Data to use:
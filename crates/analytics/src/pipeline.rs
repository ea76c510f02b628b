//! Group/sort stages behind the sales views.
//!
//! Each accumulator consumes orders one at a time and keeps only per-group
//! totals, so a report over a streamed order set holds O(groups) state.
//! `finish` joins the groups with current catalog data and sorts them.

use std::cmp::Reverse;
use std::collections::HashMap;

use chrono::{Datelike, FixedOffset, NaiveDate};
use common::{Money, ProductId};
use store::{Order, Product};

use crate::error::{AnalyticsError, Result};
use crate::report::{Bucket, CategoryKey, CategoryRevenue, PeriodRevenue, TopProduct};

/// Units sold per product.
#[derive(Debug, Default)]
pub struct TopSelling {
    units: HashMap<ProductId, u64>,
    /// Order-time name, used when the product no longer exists.
    snapshot_names: HashMap<ProductId, String>,
}

impl TopSelling {
    pub fn new() -> Self {
        Self::default()
    }

    pub fn add(&mut self, order: &Order) {
        for line in &order.items {
            *self.units.entry(line.product_id).or_default() += u64::from(line.quantity);
            self.snapshot_names
                .entry(line.product_id)
                .or_insert_with(|| line.product_name.clone());
        }
    }

    /// Product ids of the `limit` best sellers, best first.
    ///
    /// Equal sums are ordered by ascending product id.
    pub fn ranked(&self, limit: usize) -> Vec<(ProductId, u64)> {
        let mut ranked: Vec<(ProductId, u64)> =
            self.units.iter().map(|(id, units)| (*id, *units)).collect();
        ranked.sort_by_key(|(id, units)| (Reverse(*units), *id));
        ranked.truncate(limit);
        ranked
    }

    pub fn finish(&self, limit: usize, catalog: &HashMap<ProductId, Product>) -> Vec<TopProduct> {
        self.ranked(limit)
            .into_iter()
            .map(|(product_id, units_sold)| match catalog.get(&product_id) {
                Some(product) => TopProduct {
                    product_id,
                    name: product.name.clone(),
                    available: true,
                    units_sold,
                },
                None => TopProduct {
                    product_id,
                    name: self
                        .snapshot_names
                        .get(&product_id)
                        .cloned()
                        .unwrap_or_default(),
                    available: false,
                    units_sold,
                },
            })
            .collect()
    }
}

/// Revenue per product, later regrouped by current category.
///
/// Lines are kept per product rather than per category so the category join
/// uses the catalog as it is when the report finishes.
#[derive(Debug, Default)]
pub struct CategorySales {
    per_product: HashMap<ProductId, (Money, u64)>,
}

impl CategorySales {
    pub fn new() -> Self {
        Self::default()
    }

    pub fn add(&mut self, order: &Order) -> Result<()> {
        for line in &order.items {
            let amount = line
                .line_total()
                .ok_or(AnalyticsError::Overflow("category revenue"))?;
            let entry = self
                .per_product
                .entry(line.product_id)
                .or_insert((Money::zero(), 0));
            entry.0 = entry
                .0
                .checked_add(amount)
                .ok_or(AnalyticsError::Overflow("category revenue"))?;
            entry.1 += u64::from(line.quantity);
        }
        Ok(())
    }

    /// Sorted by revenue, highest first; ties by category name.
    pub fn finish(&self, catalog: &HashMap<ProductId, Product>) -> Result<Vec<CategoryRevenue>> {
        let mut groups: HashMap<CategoryKey, (Money, u64)> = HashMap::new();
        for (product_id, (revenue, units)) in &self.per_product {
            let key = catalog
                .get(product_id)
                .map(|p| CategoryKey::Current(p.category))
                .unwrap_or(CategoryKey::Unavailable);
            let entry = groups.entry(key).or_insert((Money::zero(), 0));
            entry.0 = entry
                .0
                .checked_add(*revenue)
                .ok_or(AnalyticsError::Overflow("category revenue"))?;
            entry.1 += units;
        }

        let mut rows: Vec<CategoryRevenue> = groups
            .into_iter()
            .map(|(category, (revenue, units_sold))| CategoryRevenue {
                category,
                revenue,
                units_sold,
            })
            .collect();
        rows.sort_by(|a, b| {
            b.revenue
                .cmp(&a.revenue)
                .then_with(|| a.category.as_str().cmp(b.category.as_str()))
        });
        Ok(rows)
    }
}

/// Order totals per calendar bucket in a fixed reporting timezone.
#[derive(Debug)]
pub struct RevenueOverTime {
    bucket: Bucket,
    offset: FixedOffset,
    buckets: HashMap<NaiveDate, (Money, u64)>,
}

impl RevenueOverTime {
    pub fn new(bucket: Bucket, offset: FixedOffset) -> Self {
        Self {
            bucket,
            offset,
            buckets: HashMap::new(),
        }
    }

    fn bucket_start(&self, order: &Order) -> Result<NaiveDate> {
        let local = order.created_at.with_timezone(&self.offset).date_naive();
        match self.bucket {
            Bucket::Day => Ok(local),
            Bucket::Month => NaiveDate::from_ymd_opt(local.year(), local.month(), 1).ok_or_else(
                || AnalyticsError::InvalidParameters(format!("no month start for {local}")),
            ),
        }
    }

    pub fn add(&mut self, order: &Order) -> Result<()> {
        let start = self.bucket_start(order)?;
        let entry = self.buckets.entry(start).or_insert((Money::zero(), 0));
        entry.0 = entry
            .0
            .checked_add(order.total_amount)
            .ok_or(AnalyticsError::Overflow("revenue over time"))?;
        entry.1 += 1;
        Ok(())
    }

    /// Sorted by bucket start, oldest first.
    pub fn finish(self) -> Vec<PeriodRevenue> {
        let bucket = self.bucket;
        let mut rows: Vec<PeriodRevenue> = self
            .buckets
            .into_iter()
            .map(|(bucket_start, (revenue, order_count))| PeriodRevenue {
                bucket_start,
                label: match bucket {
                    Bucket::Day => bucket_start.format("%Y-%m-%d").to_string(),
                    Bucket::Month => bucket_start.format("%Y-%m").to_string(),
                },
                revenue,
                order_count,
            })
            .collect();
        rows.sort_by_key(|row| row.bucket_start);
        rows
    }
}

Task description:
When "limit" shows up in a line of the material, report that line.

Response to this exercise:
    /// Product ids of the `limit` best sellers, best first.
    pub fn ranked(&self, limit: usize) -> Vec<(ProductId, u64)> {
        ranked.truncate(limit);
    pub fn finish(&self, limit: usize, catalog: &HashMap<ProductId, Product>) -> Vec<TopProduct> {
        self.ranked(limit)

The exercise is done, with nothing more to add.